● WHAT IS BEING ASKED
For the records below, tally the lines that include the word "replacing" and report the number alone.

Stored data entries

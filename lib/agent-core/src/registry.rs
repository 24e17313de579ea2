//! Connection registry for routers, brokers, sibling agents and links

use crate::broker::ConnectedBroker;
use crate::event::ConnectionId;
use crate::link::MessageSender;
use crate::router::ConnectedRouter;
use agent_api::{PeerRole, RouterTopology};
use std::collections::{BTreeMap, HashMap};
use std::sync::Arc;
use tracing::debug;

/// A sending link registered by a peer, remembered with its connection
#[derive(Clone, Debug)]
pub struct RegisteredSender {
    pub connection: ConnectionId,
    pub sender: Arc<dyn MessageSender>,
}

/// Information about an open connection
#[derive(Clone, Debug, PartialEq, Eq)]
pub struct ConnectionInfo {
    pub container_id: String,
    pub role: PeerRole,
}

/// ConnectionRegistry tracks live peers by role and container id.
///
/// Each entry remembers the connection that created it; removal by a
/// different connection is ignored so that a reconnect is never undone by the
/// late close of the connection it replaced.
pub struct ConnectionRegistry {
    connections: HashMap<ConnectionId, ConnectionInfo>,
    routers: BTreeMap<String, ConnectedRouter>,
    brokers: BTreeMap<String, ConnectedBroker>,
    // federation siblings: container id -> connection
    agents: BTreeMap<String, ConnectionId>,
    subscribers: BTreeMap<String, RegisteredSender>,
    clients: BTreeMap<String, RegisteredSender>,
}

impl ConnectionRegistry {
    pub fn new() -> Self {
        Self {
            connections: HashMap::new(),
            routers: BTreeMap::new(),
            brokers: BTreeMap::new(),
            agents: BTreeMap::new(),
            subscribers: BTreeMap::new(),
            clients: BTreeMap::new(),
        }
    }

    /// Record a newly opened connection
    pub fn open_connection(&mut self, connection: ConnectionId, container_id: String, role: PeerRole) {
        debug!("Connection {} opened by {} as {:?}", connection, container_id, role);
        self.connections
            .insert(connection, ConnectionInfo { container_id, role });
    }

    pub fn connection(&self, connection: ConnectionId) -> Option<&ConnectionInfo> {
        self.connections.get(&connection)
    }

    pub fn close_connection(&mut self, connection: ConnectionId) -> Option<ConnectionInfo> {
        self.connections.remove(&connection)
    }

    /// Register a router, replacing any prior entry for the same container id
    pub fn register_router(&mut self, router: ConnectedRouter) -> Option<ConnectedRouter> {
        let id = router.container_id().to_string();
        debug!("Registered router: {}", id);
        self.routers.insert(id, router)
    }

    /// Deregister a router if it was registered by `connection`
    pub fn deregister_router(&mut self, container_id: &str, connection: ConnectionId) -> Option<ConnectedRouter> {
        match self.routers.get(container_id) {
            Some(r) if r.connection() == connection => {
                debug!("Deregistered router: {}", container_id);
                self.routers.remove(container_id)
            }
            _ => None,
        }
    }

    pub fn router(&self, container_id: &str) -> Option<&ConnectedRouter> {
        self.routers.get(container_id)
    }

    /// Look up a router by id, only if it belongs to `connection`
    pub fn router_on(&mut self, container_id: &str, connection: ConnectionId) -> Option<&mut ConnectedRouter> {
        self.routers
            .get_mut(container_id)
            .filter(|r| r.connection() == connection)
    }

    pub fn routers(&self) -> impl Iterator<Item = &ConnectedRouter> {
        self.routers.values()
    }

    pub fn routers_mut(&mut self) -> impl Iterator<Item = &mut ConnectedRouter> {
        self.routers.values_mut()
    }

    pub fn router_count(&self) -> usize {
        self.routers.len()
    }

    /// Register a broker, replacing any prior entry for the same id
    pub fn register_broker(&mut self, broker: ConnectedBroker) -> Option<ConnectedBroker> {
        let id = broker.id().to_string();
        debug!("Registered broker: {}", id);
        self.brokers.insert(id, broker)
    }

    pub fn deregister_broker(&mut self, id: &str, connection: ConnectionId) -> Option<ConnectedBroker> {
        match self.brokers.get(id) {
            Some(b) if b.connection() == connection => {
                debug!("Deregistered broker: {}", id);
                self.brokers.remove(id)
            }
            _ => None,
        }
    }

    pub fn broker_on(&mut self, id: &str, connection: ConnectionId) -> Option<&mut ConnectedBroker> {
        self.brokers
            .get_mut(id)
            .filter(|b| b.connection() == connection)
    }

    pub fn brokers(&self) -> impl Iterator<Item = &ConnectedBroker> {
        self.brokers.values()
    }

    pub fn brokers_mut(&mut self) -> impl Iterator<Item = &mut ConnectedBroker> {
        self.brokers.values_mut()
    }

    pub fn broker_count(&self) -> usize {
        self.brokers.len()
    }

    pub fn register_agent(&mut self, container_id: String, connection: ConnectionId) {
        debug!("Registered agent: {}", container_id);
        self.agents.insert(container_id, connection);
    }

    /// Returns true if the sibling was registered by `connection` and removed
    pub fn deregister_agent(&mut self, container_id: &str, connection: ConnectionId) -> bool {
        if self.agents.get(container_id) == Some(&connection) {
            self.agents.remove(container_id);
            debug!("Deregistered agent: {}", container_id);
            true
        } else {
            false
        }
    }

    pub fn agent_count(&self) -> usize {
        self.agents.len()
    }

    pub fn add_subscriber(&mut self, container_id: String, entry: RegisteredSender) {
        debug!("Added topology subscriber: {}", container_id);
        self.subscribers.insert(container_id, entry);
    }

    pub fn remove_subscriber(&mut self, container_id: &str, connection: ConnectionId) -> bool {
        remove_sender(&mut self.subscribers, container_id, connection)
    }

    pub fn subscribers(&self) -> impl Iterator<Item = (&String, &RegisteredSender)> {
        self.subscribers.iter()
    }

    pub fn add_client(&mut self, container_id: String, entry: RegisteredSender) {
        debug!("Added client: {}", container_id);
        self.clients.insert(container_id, entry);
    }

    pub fn remove_client(&mut self, container_id: &str, connection: ConnectionId) -> bool {
        remove_sender(&mut self.clients, container_id, connection)
    }

    pub fn client(&self, container_id: &str) -> Option<&RegisteredSender> {
        self.clients.get(container_id)
    }

    /// Map of locally connected routers to their listeners, for routers whose
    /// listeners have been retrieved
    pub fn topology(&self) -> RouterTopology {
        self.routers
            .values()
            .filter_map(|r| {
                r.listeners()
                    .map(|l| (r.container_id().to_string(), l.to_vec()))
            })
            .collect()
    }
}

fn remove_sender(
    senders: &mut BTreeMap<String, RegisteredSender>,
    container_id: &str,
    connection: ConnectionId,
) -> bool {
    match senders.get(container_id) {
        Some(entry) if entry.connection == connection => {
            senders.remove(container_id);
            true
        }
        _ => false,
    }
}

impl Default for ConnectionRegistry {
    fn default() -> Self {
        Self::new()
    }
}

● YOUR RESPONSE
2